Wednesday, May 11, 2016

Napoleonic war diary found in secondhand bookstore in Tasmania.

That's how humans used to write.

Royal Engineer John Squire was a noted soldier for the king's military, a learned man of good standing with a penchant for fine handwriting. This led to a diary detailing his stops in battle during the crown's fight with Napoleon's war across the continent. Any sort of diary two centuries old is valuable, never mind one of an officer from the Napoleonic War.

Fast forward 200-years, and Squire's diary was discovered in a cupboard--stacked amongst old, dusty books--in the back room of  bookstore in Tasmania of all places. And no one knows exactly how it ended up there.

According to the BBC, the bookstore owner believes "the journal could have been in the shop for 20 years, but no-one [know's] how it arrived. A working theory is that it arrived with the colonists who established Van Diemen's Land." Van Diemen's Land was the former name of Tasmania shortly after it became known to Europeans in 1642.

Squire was no slouch, with a military resume that saw him at British campaigns in Egypt, including being present when the Rosetta Stone was handed over to the crown. He later spent time in South America, Sweden, and Portugal, where he eventually died of a fever.

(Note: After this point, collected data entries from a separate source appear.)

use async_trait::async_trait;
use layer0::error::StageError;
use layer0::stage::{PipelineContext, Stage, StageOutcome};
use quarry_rewrite::{rewrite_query_with, RewriteOptions};

/// Normalizes and expands the user's raw query before retrieval:
/// lowercasing, whitespace collapsing, contraction expansion.
pub struct RewriteStage {
    options: RewriteOptions,
}

impl RewriteStage {
    /// A rewrite stage using the default options.
    pub fn new() -> Self {
        Self {
            options: RewriteOptions::default(),
        }
    }

    /// A rewrite stage using custom options.
    pub fn with_options(options: RewriteOptions) -> Self {
        Self { options }
    }
}

impl Default for RewriteStage {
    fn default() -> Self {
        Self::new()
    }
}

#[async_trait]
impl Stage for RewriteStage {
    fn name(&self) -> &str {
        "query_rewrite"
    }

    async fn execute(&self, mut ctx: PipelineContext) -> Result<StageOutcome, StageError> {
        let rewritten = rewrite_query_with(&ctx.original_query, &self.options);
        ctx.rewritten_query = Some(rewritten);
        ctx.metadata.stages_completed += 1;
        Ok(StageOutcome::ok(ctx))
    }
}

Yet, strangely enough, his long lost diary might have been a better traveler than he ever was--however it was that it traveled.



FUN FACT!: After being discovered in 1642, Tasmania was thought to be part of mainland Australia. Somehow, despite a settlement long established on the southeastern tip, it took until 1798 for an explorer to circumnavigate the island and realize, you know, duh.